Which of these becomes zero at mean position in SHM?

> The velocity of the particle in SHM when just cross the mean position its velocity becomes maximum at that moment; it becomes zero for a while at the highest point of the displacement and then starts moving towards the opposite direction.

Why is potential energy minimum at Mean position in SHM?

Answer: a) purely kinetic. At the mean position, the velocity of the particle in S.H.M. is maximum and displacement is minimum, that is, x=0. Therefore, P.E. =1/2 K x2 = 0 and K.E. = 1/2 k ( a2 – x2) = 1/2 k ( a2 – o2) = 1/2 ka2. Thus, the total energy in simple harmonic motion is purely kinetic.

At which position the total energy of particle executing SHM is purely potential?

At the mean position, the total energy in simple harmonic motion is purely kinetic and at the extreme position, the total energy in simple harmonic motion is purely potential energy.

Which of the following quantity may be known zero in simple harmonic motion?

If the vectors are parallel or anti-parallel i.e. if the angle between them is zero or π, its sine becomes zero and the cross product becomes zero.
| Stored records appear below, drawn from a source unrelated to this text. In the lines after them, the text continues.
//! HTTP client and page scraping for the coinshell crypto terminal.
//!
//! This crate provides the network layer every provider sits on:
//!
//! - [`ApiClient`] - HTTP client with timeouts, retries and backoff
//! - [`url::Endpoints`] - Configurable upstream base URLs
//! - [`scrape::parse_table`] - Header/body extraction from HTML tables
//! - [`scrape::parse_cards`] - Link lists from card-style page sections
//! - [`scrape::parse_blocks`] - Text fragments of every element matching a selector

#![doc = include_str!("../README.md")]
#![doc(issue_tracker_base_url = "https://github.com/factordynamics/coinshell/issues/")]
#![cfg_attr(docsrs, feature(doc_cfg, doc_auto_cfg))]
#![warn(missing_docs)]
#![forbid(unsafe_code)]

mod client;
pub mod scrape;
pub mod url;

pub use client::{ApiClient, ClientConfig, FetchError};
pub use scrape::{ScrapedRow, ScrapedTable};
pub use url::Endpoints;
Here all the vectors are along the same line either in the same direction or in opposite direction. Hence all options are zero.
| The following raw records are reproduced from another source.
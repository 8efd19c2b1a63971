//! In-memory provider used by tests.

use async_trait::async_trait;
use chrono::{Duration, TimeZone, Utc};
use coinshell_types::{Candle, Cell, CoinRef, ProviderTag, Table};
use std::sync::atomic::{AtomicUsize, Ordering};

use crate::catalog::{Catalog, CatalogEntry};
use crate::provider::{MarketDataProvider, ReportKind, ReportOptions, SeriesRequest};
use crate::{ProviderError, ProviderResult};

const REPORTS: &[ReportKind] = &[ReportKind::Info, ReportKind::Candles];

/// Deterministic provider backed by a fixed catalog and synthetic candles.
#[derive(Debug)]
pub struct MockProvider {
    tag: ProviderTag,
    catalog: Catalog,
    series_requests: AtomicUsize,
}

impl MockProvider {
    /// Creates a mock with a small default catalog (bitcoin, ethereum, dogecoin).
    #[must_use]
    pub fn new(tag: ProviderTag) -> Self {
        Self::with_entries(
            tag,
            vec![
                CatalogEntry::new("bitcoin", "btc", "Bitcoin"),
                CatalogEntry::new("ethereum", "eth", "Ethereum"),
                CatalogEntry::new("dogecoin", "doge", "Dogecoin"),
            ],
        )
    }

    /// Creates a mock with a custom catalog.
    #[must_use]
    pub fn with_entries(tag: ProviderTag, entries: Vec<CatalogEntry>) -> Self {
        Self {
            tag,
            catalog: Catalog::new(entries),
            series_requests: AtomicUsize::new(0),
        }
    }

    /// Returns how many series requests have been served.
    #[must_use]
    pub fn series_requests(&self) -> usize {
        self.series_requests.load(Ordering::Relaxed)
    }

    fn candles(days: u32) -> Vec<Candle> {
        let start = Utc.with_ymd_and_hms(2024, 1, 1, 0, 0, 0).single();
        let Some(start) = start else {
            return Vec::new();
        };
        (0..days)
            .map(|i| {
                let base = 100.0 + f64::from(i);
                // Alternate direction so charts show both candle colours
                let (open, close) = if i % 2 == 0 {
                    (base, base + 1.0)
                } else {
                    (base + 1.0, base - 0.5)
                };
                Candle::new(
                    start + Duration::days(i64::from(i)),
                    open,
                    open.max(close) + 0.5,
                    open.min(close) - 0.5,
                    close,
                    1_000.0 + f64::from(i),
                )
            })
            .collect()
    }
}

#[async_trait]
impl MarketDataProvider for MockProvider {
    fn tag(&self) -> ProviderTag {
        self.tag
    }

    async fn resolve(&self, identifier: &str, quote: Option<&str>) -> ProviderResult<CoinRef> {
        let entry = self.catalog.resolve(identifier, self.tag)?;
        let coin = CoinRef::new(&entry.id, &entry.symbol, &entry.name, self.tag);
        Ok(match self.tag {
            ProviderTag::Binance => coin.with_quote(quote.unwrap_or("USDT").to_uppercase()),
            _ => coin,
        })
    }

    async fn fetch_series(
        &self,
        coin: &CoinRef,
        request: &SeriesRequest,
    ) -> ProviderResult<Vec<Candle>> {
        self.series_requests.fetch_add(1, Ordering::Relaxed);
        if self.catalog.find(coin.id()).is_none() {
            return Err(ProviderError::Empty(coin.to_string()));
        }
        Ok(Self::candles(request.window.days()))
    }

    fn reports(&self) -> &'static [ReportKind] {
        REPORTS
    }

    async fn report(
        &self,
        coin: &CoinRef,
        kind: ReportKind,
        options: &ReportOptions,
    ) -> ProviderResult<Table> {
        match kind {
            ReportKind::Info => Ok(Table::key_value([
                ("id", Cell::text(coin.id())),
                ("name", Cell::text(coin.name())),
                ("symbol", Cell::text(coin.symbol())),
                ("provider", Cell::text(coin.provider().display_name())),
            ])),
            ReportKind::Candles => {
                let days = u32::try_from(options.limit).unwrap_or(u32::MAX).min(365);
                let mut table = Table::new(["date", "close"]);
                for c in Self::candles(days) {
                    table.push_row(vec![c.timestamp.into(), c.close.into()]);
                }
                Ok(table)
            }
            other => Err(ProviderError::UnsupportedReport {
                provider: self.tag,
                report: other.token().to_string(),
            }),
        }
    }
}

#[cfg(test)]
mod tests {
    use super::*;
    use coinshell_types::Window;

    #[tokio::test]
    async fn test_resolve_and_series() {
        let mock = MockProvider::new(ProviderTag::CoinGecko);
        let coin = mock.resolve("BTC", None).await.unwrap();
        assert_eq!(coin.id(), "bitcoin");
        assert_eq!(coin.quote(), None);

        let request = SeriesRequest {
            window: Window::new(10).unwrap(),
            ..SeriesRequest::default()
        };
        let candles = mock.fetch_series(&coin, &request).await.unwrap();
        assert_eq!(candles.len(), 10);
        assert!(candles.iter().all(|c| c.high >= c.open.max(c.close)));
        assert_eq!(mock.series_requests(), 1);
    }

    #[tokio::test]
    async fn test_binance_mock_binds_quote() {
        let mock = MockProvider::new(ProviderTag::Binance);
        let coin = mock.resolve("eth", Some("btc")).await.unwrap();
        assert_eq!(coin.pair().as_deref(), Some("ETHBTC"));
    }

    #[tokio::test]
    async fn test_unknown_coin() {
        let mock = MockProvider::new(ProviderTag::CoinPaprika);
        let err = mock.resolve("notacoin", None).await.unwrap_err();
        assert!(matches!(err, ProviderError::NotFound { .. }));
    }
}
In which of the following positions is the potential energy minimum in SHM?

mean position
In which of the following positions is the potential energy minimum in S.H.M? Notes: Potential energy maximum and equal to total energy at extreme positions. Potential energy is minimum at mean position.

Why is potential energy not zero at mean position?

The potential energy at mean position may or may not be zero. This is because the magnet oscillates about its position with a definite period of time.

Why is potential energy zero at mean position?

The potential energy of an object is always with some zero potential energy reference point. If the mean position is chosen as a reference point then the potential energy will never be negative. It may be negative if some other point is selected as zero potential energy reference.

What are the conditions to be followed by a particle executing simple harmonic motion?

What is the basic condition for a motion to be simple harmonic? The equation of motion of a particle executing S.H.M. is a=-bx, where a is the acceleration of the particle, x is the displacement from the mean position and b is a constant.

At which position the restoring force acting on a particle executing linear SHM is maximum?

And the direction of this restoring force is towards its mean position. So in Simple harmonic motion the restoring force acts towards a fixed position while the total energy remains constant, which results in the restoring force to be maximum at the extreme positions.